Tuscarawas Co., Case No. 2017AP030007 19
{¶64} Upon our review of the record, we find that the trial court did not abuse its
discretion in overruling appellant's objections. Appellee did not use appellant's post-arrest
silence for impeachment purposes in cross-examination or in closing argument. State v.
Mosley, 5th Dist. Stark No. 2001CA00142, 2002 WL 358651, *5 (March 4, 2002), citing
Doyle, supra. Nor did the prosecution ever attempt to make evidentiary use of appellant's
silence and/or request for counsel as evidence of appellant's guilt. Id., citing Wainwright,
supra; see also State v. Schirtzinger, 5th Dist. Licking No. 3348, 1988 WL 83507 (Aug. 3,
1988).
{¶65} The record in this matter “discloses no intentional, concerted effort on the
part of the prosecution to employ the post-arrest comment in any prejudicial manner.”
See Schirtzinger, supra.
{¶66} The exchange between the prosecutor and McCray was not for
impeachment purposes, therefore we do not find a clear and unambiguous violation of
Doyle. State v. Riggenbach, 5th Dist. Richland No. 05CA81, 2006-Ohio-2725, ¶ 58, citing
State v. Leach, 102 Ohio St.3d 145, 2004–Ohio–2147, 807 N.E.2d 335. “The gravamen
of this due-process issue is whether the post-arrest, post-Miranda silence was used by
the state as substantive evidence of guilt.” Id. We find that it was not. The context of the
questioning explained steps taken in the police investigation: appellant had purportedly
brandished a gun and shot at an officer, and after his apprehension police continued to
search for the gun with a K-9 and a metal detector. Whether appellant was asked about
the location of the gun is an obligatory explanation of a step in the investigation, not
substantive evidence of appellant’s guilt. See, State v. Gooden, 8th Dist. Cuyahoga No.
82621, 2004-Ohio-2699.
Tuscarawas Co., Case No. 2017AP030007 20
{¶67} We find the evidence in the form of McCray’s testimony was not offered as
substantive evidence of guilt and did not violate Doyle and its progeny. Riggenbach,
supra, 2006-Ohio-2725 at ¶ 60.
{¶68} Appellant’s second assignment of error is overruled.
III.
{¶69} In his third assignment of error, appellant argues the trial court violated his
right to a speedy trial. We disagree.
{¶70} Speedy trial provisions are mandatory and are encompassed within the
Sixth Amendment to the United States Constitution. The availability of a speedy trial to a
person accused of a crime is a fundamental right made obligatory on the states through
the Fourteenth Amendment. State v. Ladd, 56 Ohio St.2d 197, 200, 383 N.E.2d 579
(1978). “The statutory speedy trial provisions, R.C. 2945.71 et seq., constitute a rational
effort to enforce the constitutional right to a public speedy trial of an accused charged with
the commission of a felony or a misdemeanor and shall be strictly enforced by the courts
of this state.” State v. Pachay, 64 Ohio St.2d 218, 416 N.E.2d 589, syllabus (1980).

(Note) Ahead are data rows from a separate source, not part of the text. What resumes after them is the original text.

//! Content relocator port (driven/secondary port)
//!
//! Gives `ondrift-sync`'s upload path a way to move a cached file body
//! when its remote id changes, without depending on `ondrift-fuse` (the
//! crate whose `ContentCache` actually owns the on-disk layout) and
//! without introducing a crate-dependency cycle.
//!
//! ## Design Notes
//!
//! - Uses `anyhow::Result` for the same reason as the other ports: the
//!   failure is adapter-specific (disk I/O), not a domain concern.
//! - A missing source entry is not an error; the id being promoted may
//!   never have had cached content (e.g. a zero-byte file).

use crate::domain::newtypes::RemoteId;

/// Port trait for moving cached content between remote ids
#[async_trait::async_trait]
pub trait ContentRelocator: Send + Sync {
    /// Moves any content cached under `old_id` so it is addressable under
    /// `new_id` instead. A no-op if nothing is cached under `old_id`.
    ///
    /// # Arguments
    /// * `old_id` - The id the content is currently cached under (typically
    ///   a provisional `local-id-...` id)
    /// * `new_id` - The id the content should be cached under afterward
    async fn move_content(&self, old_id: &RemoteId, new_id: &RemoteId) -> anyhow::Result<()>;
}
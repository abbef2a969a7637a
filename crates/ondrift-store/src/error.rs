//! Error types for the local state store.

use thiserror::Error;

/// Errors produced by the sled-backed state store.
#[derive(Debug, Error)]
pub enum CacheError {
    #[error("failed to open store at {path}: {source}")]
    OpenFailed {
        path: String,
        #[source]
        source: sled::Error,
    },

    #[error("sled operation failed: {0}")]
    Sled(#[from] sled::Error),

    #[error("serialization error: {0}")]
    SerializationError(String),

    #[error("no default account configured")]
    NoDefaultAccount,

    #[error("item not found: {0}")]
    NotFound(String),

    #[error("thumbnail store I/O error: {0}")]
    Io(#[from] std::io::Error),
}

impl From<serde_json::Error> for CacheError {
    fn from(err: serde_json::Error) -> Self {
        CacheError::SerializationError(err.to_string())
    }
}
#[cfg(test)]
mod tests {
    use std::time::SystemTime;

    use ondrift_core::domain::{ItemState, RemoteId};

    use super::*;
    use crate::inode_entry::InodeNumber;

    /// Helper function to create a test InodeEntry with minimal required fields.
    fn make_test_entry(ino: u64, parent_ino: u64, name: &str, is_dir: bool) -> InodeEntry {
        InodeEntry::new(
            InodeNumber::new(ino),
            UniqueId::new(),
            Some(RemoteId::new(format!("remote_{}", ino)).unwrap()),
            InodeNumber::new(parent_ino),
            name.to_string(),
            if is_dir {
                fuser::FileType::Directory
            } else {
                fuser::FileType::RegularFile
            },
            1024,                               // size
            if is_dir { 0o755 } else { 0o644 }, // perm
            SystemTime::now(),
            SystemTime::now(),
            SystemTime::now(),
            1, // nlink
            ItemState::Online,
        )
    }

    /// Helper function to create a test InodeEntry with a specific item_id.
    fn make_entry_with_id(ino: u64, parent_ino: u64, name: &str, item_id: UniqueId) -> InodeEntry {
        InodeEntry::new(
            InodeNumber::new(ino),
            item_id,
            Some(RemoteId::new(format!("remote_{}", ino)).unwrap()),
            InodeNumber::new(parent_ino),
            name.to_string(),
            fuser::FileType::RegularFile,
            1024,
            0o644,
            SystemTime::now(),
            SystemTime::now(),
            SystemTime::now(),
            1,
            ItemState::Online,
        )
    }

    #[test]
    fn test_insert_and_get() {
        let table = InodeTable::new();
        let entry = make_test_entry(42, 1, "test.txt", false);
        let item_id = *entry.item_id();

        table.insert(entry);

        // Test get by inode
        let retrieved = table.get(42).expect("Entry should exist");
        assert_eq!(retrieved.ino().get(), 42);
        assert_eq!(retrieved.name(), "test.txt");
        assert_eq!(*retrieved.item_id(), item_id);

        // Test get non-existent inode
        assert!(table.get(999).is_none());
    }

    #[test]
    fn test_get_by_item_id() {
        let table = InodeTable::new();
        let item_id = UniqueId::new();
        let entry = make_entry_with_id(42, 1, "test.txt", item_id);

        table.insert(entry);

        // Test reverse lookup
        let ino = table.get_by_item_id(&item_id).expect("Item should exist");
        assert_eq!(ino, 42);

        // Test get non-existent item_id
        let random_id = UniqueId::new();
        assert!(table.get_by_item_id(&random_id).is_none());
    }

    #[test]
    fn test_remove() {
        let table = InodeTable::new();
        let item_id = UniqueId::new();
        let entry = make_entry_with_id(42, 1, "test.txt", item_id);

        table.insert(entry);

        // Verify entry exists
        assert!(table.get(42).is_some());
        assert!(table.get_by_item_id(&item_id).is_some());

        // Remove entry
        let removed = table.remove(42).expect("Entry should be removed");
        assert_eq!(removed.ino().get(), 42);

        // Verify both mappings are removed
        assert!(table.get(42).is_none());
        assert!(table.get_by_item_id(&item_id).is_none());

        // Remove non-existent entry
        assert!(table.remove(999).is_none());
    }

    #[test]
    fn test_children() {
        let table = InodeTable::new();

        // Create parent directory (inode 10)
        table.insert(make_test_entry(10, 1, "parent", true));

        // Create children of parent (inode 10)
        table.insert(make_test_entry(20, 10, "child1.txt", false));
        table.insert(make_test_entry(21, 10, "child2.txt", false));
        table.insert(make_test_entry(22, 10, "subdir", true));

        // Create entry in different parent
        table.insert(make_test_entry(30, 1, "other.txt", false));

        // Get children of parent
        let children = table.children(10);

        assert_eq!(children.len(), 3);
        let names: Vec<String> = children.iter().map(|e| e.name().to_string()).collect();
        assert!(names.contains(&"child1.txt".to_string()));
        assert!(names.contains(&"child2.txt".to_string()));
        assert!(names.contains(&"subdir".to_string()));
        assert!(!names.contains(&"other.txt".to_string()));

        // Test non-existent parent
        let no_children = table.children(999);
        assert_eq!(no_children.len(), 0);
    }

    #[test]
    fn test_lookup() {
        let table = InodeTable::new();

        // Create parent directory
        table.insert(make_test_entry(10, 1, "parent", true));

        // Create children
        table.insert(make_test_entry(20, 10, "file1.txt", false));
        table.insert(make_test_entry(21, 10, "file2.txt", false));

        // Test successful lookup
        let found = table.lookup(10, "file1.txt").expect("Should find entry");
        assert_eq!(found.ino().get(), 20);
        assert_eq!(found.name(), "file1.txt");

        // Test lookup with wrong parent
        assert!(table.lookup(999, "file1.txt").is_none());

        // Test lookup with wrong name
        assert!(table.lookup(10, "nonexistent.txt").is_none());

        // Test lookup with both wrong
        assert!(table.lookup(999, "nonexistent.txt").is_none());
    }

    #[test]
    fn test_len_and_is_empty() {
        let table = InodeTable::new();

        assert!(table.is_empty());
        assert_eq!(table.len(), 0);

        table.insert(make_test_entry(10, 1, "file1.txt", false));
        assert!(!table.is_empty());
        assert_eq!(table.len(), 1);

        table.insert(make_test_entry(11, 1, "file2.txt", false));
        assert_eq!(table.len(), 2);

        table.remove(10);
        assert_eq!(table.len(), 1);

        table.remove(11);
        assert!(table.is_empty());
        assert_eq!(table.len(), 0);
    }

    #[test]
    fn test_concurrent_access_multiple_threads() {
        use std::{sync::Arc, thread};

        let table = Arc::new(InodeTable::new());
        let num_threads = 10;
        let entries_per_thread = 100;

        // Spawn threads that concurrently insert entries
        let mut handles = vec![];
        for thread_id in 0..num_threads {
            let table_clone = Arc::clone(&table);
            let handle = thread::spawn(move || {
                for i in 0..entries_per_thread {
                    let ino = (thread_id * entries_per_thread + i) as u64 + 1000;
                    let entry = make_test_entry(ino, 1, &format!("file_{}.txt", ino), false);
                    table_clone.insert(entry);
                }
            });
            handles.push(handle);
        }

        // Wait for all threads to complete
        for handle in handles {
            handle.join().expect("Thread should complete");
        }

        // Verify all entries were inserted
        let expected_count = num_threads * entries_per_thread;
        assert_eq!(table.len(), expected_count);

        // Verify we can retrieve entries
        for thread_id in 0..num_threads {
            for i in 0..entries_per_thread {
                let ino = (thread_id * entries_per_thread + i) as u64 + 1000;
                assert!(table.get(ino).is_some(), "Entry {} should exist", ino);
            }
        }
    }

    #[test]
    fn test_concurrent_insert_and_remove() {
        use std::{sync::Arc, thread};

        let table = Arc::new(InodeTable::new());

        // Pre-populate table
        for i in 0..200 {
            table.insert(make_test_entry(
                i + 1000,
                1,
                &format!("file_{}.txt", i),
                false,
            ));
        }

        // Spawn reader threads
        let mut handles = vec![];
        for _ in 0..5 {
            let table_clone = Arc::clone(&table);
            let handle = thread::spawn(move || {
                for i in 0..200 {
                    let ino = i + 1000;
                    let _ = table_clone.get(ino);
                }
            });
            handles.push(handle);
        }

        // Spawn remover threads
        for start in 0..5 {
            let table_clone = Arc::clone(&table);
            let handle = thread::spawn(move || {
                for i in (start..200).step_by(5) {
                    let ino = i + 1000;
                    let _ = table_clone.remove(ino);
                }
            });
            handles.push(handle);
        }

        // Wait for all threads
        for handle in handles {
            handle.join().expect("Thread should complete");
        }

        // Verify table is empty (all 200 entries removed)
        assert_eq!(table.len(), 0);
    }

    #[test]
    fn test_concurrent_children_and_lookup() {
        use std::{sync::Arc, thread};

        let table = Arc::new(InodeTable::new());

        // Create a parent with many children
        table.insert(make_test_entry(1, 1, "root", true));
        for i in 0..100 {
            table.insert(make_test_entry(
                i + 100,
                1,
                &format!("child_{}.txt", i),
                false,
            ));
        }

        // Spawn threads that concurrently call children() and lookup()
        let mut handles = vec![];
        for _ in 0..10 {
            let table_clone = Arc::clone(&table);
            let handle = thread::spawn(move || {
                for i in 0..50 {
                    // Call children()
                    let children = table_clone.children(1);
                    assert!(!children.is_empty());

                    // Call lookup()
                    let name = format!("child_{}.txt", i);
                    let found = table_clone.lookup(1, &name);
                    assert!(found.is_some());
                }
            });
            handles.push(handle);
        }

        // Wait for all threads
        for handle in handles {
            handle.join().expect("Thread should complete");
        }

        // Verify table integrity
        assert_eq!(table.len(), 101); // 1 parent + 100 children
    }

    #[test]
    fn test_bidirectional_mapping_consistency() {
        let table = InodeTable::new();
        let item_id = UniqueId::new();
        let entry = make_entry_with_id(42, 1, "test.txt", item_id);

        table.insert(entry);

        // Verify bidirectional consistency
        let ino_from_table = table.get_by_item_id(&item_id).expect("Should exist");
        assert_eq!(ino_from_table, 42);

        let entry_from_table = table.get(42).expect("Should exist");
        assert_eq!(*entry_from_table.item_id(), item_id);

        // Remove and verify both mappings are gone
        table.remove(42);
        assert!(table.get_by_item_id(&item_id).is_none());
        assert!(table.get(42).is_none());
    }

    #[test]
    fn test_default_trait() {
        let table = InodeTable::default();
        assert!(table.is_empty());
        assert_eq!(table.len(), 0);
    }
}
//! Inode entry representation for the FUSE filesystem.
//!
//! Contains file metadata and state for FUSE operations.

use std::{
    fmt,
    sync::atomic::{AtomicBool, AtomicU32, AtomicU64, Ordering},
    sync::RwLock,
    time::SystemTime,
};

use ondrift_core::domain::{ItemState, RemoteId, UniqueId};

/// A newtype wrapper for FUSE inode numbers.
///
/// Provides type safety to prevent accidental mixing of raw u64 values
/// with inode identifiers. Satisfies Constitution Principle II (Idiomatic Rust).
#[derive(Debug, Clone, Copy, PartialEq, Eq, Hash, PartialOrd, Ord)]
pub struct InodeNumber(u64);

impl InodeNumber {
    /// Root inode number (always 1 per FUSE convention)
    pub const ROOT: InodeNumber = InodeNumber(1);

    /// Create a new inode number
    pub fn new(val: u64) -> Self {
        InodeNumber(val)
    }

    /// Get the raw u64 value
    pub fn get(&self) -> u64 {
        self.0
    }
}

impl From<u64> for InodeNumber {
    fn from(val: u64) -> Self {
        InodeNumber(val)
    }
}

impl From<InodeNumber> for u64 {
    fn from(ino: InodeNumber) -> Self {
        ino.0
    }
}

impl fmt::Display for InodeNumber {
    fn fmt(&self, f: &mut fmt::Formatter<'_>) -> fmt::Result {
        write!(f, "{}", self.0)
    }
}

// ============================================================================
// T026: InodeEntry struct
// ============================================================================

/// In-memory representation of a FUSE inode.
///
/// Contains all metadata needed for FUSE operations, including reference
/// counting for kernel lookups and open file handles. This struct is designed
/// for fast lookups in the inode table without requiring database queries.
///
/// ## Reference Counting
///
/// - `lookup_count`: Tracks FUSE kernel references via `lookup()`/`forget()`
/// - `open_handles`: Tracks open file handles via `open()`/`release()`
///
/// An entry is eligible for eviction from the in-memory table when both
/// counters reach zero (see `is_expired()`).
///
/// ## Atomic Operations
///
/// The reference counters use `AtomicU64` to allow lock-free increment/decrement
/// from concurrent FUSE operations, satisfying the zero-GC requirement for
/// predictable latency.
#[derive(Debug)]
pub struct InodeEntry {
    /// FUSE inode number (unique within this filesystem instance)
    pub ino: InodeNumber,

    /// Reference to the SyncItem in the database
    pub item_id: UniqueId,

    /// OneDrive item ID (None for newly created local items)
    pub remote_id: Option<RemoteId>,

    /// Parent directory inode (ROOT for top-level items)
    pub parent_ino: InodeNumber,

    /// Entry name in parent directory
    pub name: String,

    /// File type (Regular file or Directory)
    pub kind: fuser::FileType,

    /// File size in bytes (real size from cloud, not local cache)
    pub size: u64,

    /// Unix permissions (e.g., 0o644 for files, 0o755 for directories)
    pub perm: u16,

    /// Last modification time
    pub mtime: SystemTime,

    /// Last metadata change time
    pub ctime: SystemTime,

    /// Last access time
    pub atime: SystemTime,

    /// Number of hard links (always 1 for OneDrive files)
    pub nlink: u32,

    /// Kernel reference count (incremented by lookup, decremented by forget)
    lookup_count: AtomicU64,

    /// Number of open file handles
    open_handles: AtomicU64,

    /// Current sync/hydration state
    pub state: ItemState,

    /// item_ids of direct children, for directories. Empty for regular
    /// files. Kept in sync by `InodeTable::insert`/`remove` rather than
    /// recomputed by scanning the whole table.
    children: RwLock<Vec<UniqueId>>,

    /// Count of `children` entries that are themselves directories.
    subdir_count: AtomicU32,

    /// Mirrors `state == Modified`: true once a local write has happened
    /// that hasn't yet been confirmed uploaded.
    has_local_changes: AtomicBool,

    /// True once this entry has a confirmed remote identity (a
    /// non-provisional `remote_id`) and its content is known to the cloud.
    has_remote_content: AtomicBool,
}

impl InodeEntry {
    /// Creates a new inode entry.
    ///
    /// # Arguments
    ///
    /// * `ino` - FUSE inode number
    /// * `item_id` - Reference to the SyncItem
    /// * `remote_id` - OneDrive item ID (None for new local items)
    /// * `parent_ino` - Parent directory inode
    /// * `name` - Entry name
    /// * `kind` - File type (Regular or Directory)
    /// * `size` - File size in bytes
    /// * `perm` - Unix permissions
    /// * `mtime` - Last modification time
    /// * `ctime` - Last metadata change time
    /// * `atime` - Last access time
    /// * `nlink` - Number of hard links
    /// * `state` - Current sync/hydration state
    #[allow(clippy::too_many_arguments)]
    pub fn new(
        ino: InodeNumber,
        item_id: UniqueId,
        remote_id: Option<RemoteId>,
        parent_ino: InodeNumber,
        name: String,
        kind: fuser::FileType,
        size: u64,
        perm: u16,
        mtime: SystemTime,
        ctime: SystemTime,
        atime: SystemTime,
        nlink: u32,
        state: ItemState,
    ) -> Self {
        let has_local_changes = matches!(state, ItemState::Modified);
        let has_remote_content = remote_id
            .as_ref()
            .is_some_and(|id| !id.is_provisional());
        Self {
            ino,
            item_id,
            remote_id,
            parent_ino,
            name,
            kind,
            size,
            perm,
            mtime,
            ctime,
            atime,
            nlink,
            lookup_count: AtomicU64::new(0),
            open_handles: AtomicU64::new(0),
            state,
            children: RwLock::new(Vec::new()),
            subdir_count: AtomicU32::new(0),
            has_local_changes: AtomicBool::new(has_local_changes),
            has_remote_content: AtomicBool::new(has_remote_content),
        }
    }

    /// Converts this inode entry to a FUSE FileAttr structure.
    ///
    /// This is used to respond to `getattr()` and `lookup()` calls.
    pub fn to_file_attr(&self) -> fuser::FileAttr {
        fuser::FileAttr {
            ino: self.ino.get(),
            size: self.size,
            blocks: self.size.div_ceil(512), // Round up to 512-byte blocks
            atime: self.atime,
            mtime: self.mtime,
            ctime: self.ctime,
            crtime: self.ctime, // Creation time = metadata change time
            kind: self.kind,
            perm: self.perm,
            nlink: self.nlink,
            uid: unsafe { libc::getuid() }, // Current user
            gid: unsafe { libc::getgid() }, // Current group
            rdev: 0,                        // Not a device file
            blksize: 4096,                  // Standard block size
            flags: 0,                       // No special flags
        }
    }

    /// Atomically increments the lookup count.
    ///
    /// Called when the kernel issues a `lookup()` operation.
    pub fn increment_lookup(&self) {
        self.lookup_count.fetch_add(1, Ordering::SeqCst);
    }

    /// Atomically decrements the lookup count and returns the new value.
    ///
    /// Called when the kernel issues a `forget()` operation.
    ///
    /// # Returns
    ///
    /// The new lookup count after decrementing.
    pub fn decrement_lookup(&self) -> u64 {
        self.lookup_count.fetch_sub(1, Ordering::SeqCst) - 1
    }

    /// Atomically decrements the lookup count by a specified amount.
    ///
    /// Called when the kernel issues a `forget()` operation with nlookup > 1.
    ///
    /// # Arguments
    ///
    /// * `count` - The number of lookups to decrement
    ///
    /// # Returns
    ///
    /// The new lookup count after decrementing.
    pub fn decrement_lookup_by(&self, count: u64) -> u64 {
        self.lookup_count.fetch_sub(count, Ordering::SeqCst) - count
    }

    /// Atomically increments the open handles count.
    ///
    /// Called when a file is opened via `open()` or `opendir()`.
    pub fn increment_open_handles(&self) {
        self.open_handles.fetch_add(1, Ordering::SeqCst);
    }

    /// Atomically decrements the open handles count and returns the new value.
    ///
    /// Called when a file is closed via `release()` or `releasedir()`.
    ///
    /// # Returns
    ///
    /// The new open handles count after decrementing.
    pub fn decrement_open_handles(&self) -> u64 {
        self.open_handles.fetch_sub(1, Ordering::SeqCst) - 1
    }

    /// Returns true if this entry is eligible for eviction from memory.
    ///
    /// An entry can be evicted when:
    /// - No kernel references exist (lookup_count == 0)
    /// - No open file handles exist (open_handles == 0)
    ///
    /// This follows the FUSE kernel contract: entries must be retained
    /// while they have active references or open handles.
    pub fn is_expired(&self) -> bool {
        self.lookup_count.load(Ordering::SeqCst) == 0
            && self.open_handles.load(Ordering::SeqCst) == 0
    }

    // ========================================================================
    // Getters
    // ========================================================================

    /// Returns the inode number.
    pub fn ino(&self) -> InodeNumber {
        self.ino
    }

    /// Returns the SyncItem reference.
    pub fn item_id(&self) -> &UniqueId {
        &self.item_id
    }

    /// Returns the OneDrive remote ID, if available.
    pub fn remote_id(&self) -> Option<&RemoteId> {
        self.remote_id.as_ref()
    }

    /// Returns the parent inode number.
    pub fn parent_ino(&self) -> InodeNumber {
        self.parent_ino
    }

    /// Returns the entry name.
    pub fn name(&self) -> &str {
        &self.name
    }

    /// Returns the file type.
    pub fn kind(&self) -> fuser::FileType {
        self.kind
    }

    /// Returns the file size in bytes.
    pub fn size(&self) -> u64 {
        self.size
    }

    /// Returns the Unix permissions.
    pub fn perm(&self) -> u16 {
        self.perm
    }

    /// Returns the last modification time.
    pub fn mtime(&self) -> SystemTime {
        self.mtime
    }

    /// Returns the last metadata change time.
    pub fn ctime(&self) -> SystemTime {
        self.ctime
    }

    /// Returns the last access time.
    pub fn atime(&self) -> SystemTime {
        self.atime
    }

    /// Returns the number of hard links.
    pub fn nlink(&self) -> u32 {
        self.nlink
    }

    /// Returns the current lookup count.
    pub fn lookup_count(&self) -> u64 {
        self.lookup_count.load(Ordering::SeqCst)
    }

    /// Returns the current open handles count.
    pub fn open_handles(&self) -> u64 {
        self.open_handles.load(Ordering::SeqCst)
    }

    /// Returns the current sync/hydration state.
    pub fn state(&self) -> &ItemState {
        &self.state
    }

    /// Returns a snapshot of this directory's direct children.
    ///
    /// Always empty for regular files.
    pub fn children(&self) -> Vec<UniqueId> {
        self.children
            .read()
            .expect("children lock poisoned")
            .clone()
    }

    /// Number of children that are themselves directories.
    pub fn subdir_count(&self) -> u32 {
        self.subdir_count.load(Ordering::SeqCst)
    }

    /// Adds `child` to this directory's children, if not already present.
    pub fn add_child(&self, child: UniqueId, is_dir: bool) {
        let mut children = self.children.write().expect("children lock poisoned");
        if !children.contains(&child) {
            children.push(child);
            if is_dir {
                self.subdir_count.fetch_add(1, Ordering::SeqCst);
            }
        }
    }

    /// Removes `child` from this directory's children, if present.
    pub fn remove_child(&self, child: &UniqueId, is_dir: bool) {
        let mut children = self.children.write().expect("children lock poisoned");
        let before = children.len();
        children.retain(|c| c != child);
        if children.len() != before && is_dir {
            self.subdir_count.fetch_sub(1, Ordering::SeqCst);
        }
    }

    /// True if a local write is pending upload for this entry.
    pub fn has_local_changes(&self) -> bool {
        self.has_local_changes.load(Ordering::SeqCst)
    }

    /// Updates the local-changes flag (set on `write`/`setattr`, cleared on
    /// successful upload promotion).
    pub fn set_has_local_changes(&self, value: bool) {
        self.has_local_changes.store(value, Ordering::SeqCst);
    }

    /// True if this entry has a confirmed remote identity and known
    /// content (as opposed to a provisional, not-yet-uploaded local id).
    pub fn has_remote_content(&self) -> bool {
        self.has_remote_content.load(Ordering::SeqCst)
    }

    /// Updates the remote-content flag (set once promotion confirms a
    /// server-assigned id).
    pub fn set_has_remote_content(&self, value: bool) {
        self.has_remote_content.store(value, Ordering::SeqCst);
    }

    /// Copies the children/subdir_count bookkeeping from `previous` onto
    /// this entry.
    ///
    /// Used when a directory's entry is rebuilt (remove from the table,
    /// construct a fresh `InodeEntry`, reinsert) for a rename or other
    /// metadata-only change: the new entry otherwise starts with an empty
    /// children list, which would make the directory appear empty until
    /// every child happened to be touched again.
    pub fn adopt_children_from(&self, previous: &InodeEntry) {
        let mut children = self.children.write().expect("children lock poisoned");
        *children = previous.children();
        self.subdir_count
            .store(previous.subdir_count(), Ordering::SeqCst);
    }
}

{¶71} Our review of a trial court's decision regarding a motion to dismiss based
upon a violation of the speedy-trial provisions involves a mixed question of law and fact.
State v. Larkin, 5th Dist. Richland No. 2004-CA-103, 2005-Ohio-3122, ¶ 11. As an
appellate court, we must accept as true any facts found by the trial court and supported
by competent, credible evidence. State v. Taylor, 5th Dist. Richland No. 16 CA 17, 2016-
Ohio-5912, ¶ 43, citing Larkin, supra. With regard to the legal issues, however, we apply
a de novo standard of review and thus freely review the trial court's application of the law
to the facts. Id. When reviewing the legal issues presented in a speedy-trial claim, we
Tuscarawas Co., Case No. 2017AP030007 21
must strictly construe the relevant statutes against appellee. Brecksville v. Cook, 75 Ohio
St.3d 53, 57, 661 N.E.2d 706 (1996); State v. Colon, 5th Dist. Stark No. 09-CA-232, 2010-
Ohio-2326, ¶ 12.
{¶72} Appellant was arrested on June 22, 2016. The day of arrest is not counted
when computing the time within which a defendant must be brought to trial. State v.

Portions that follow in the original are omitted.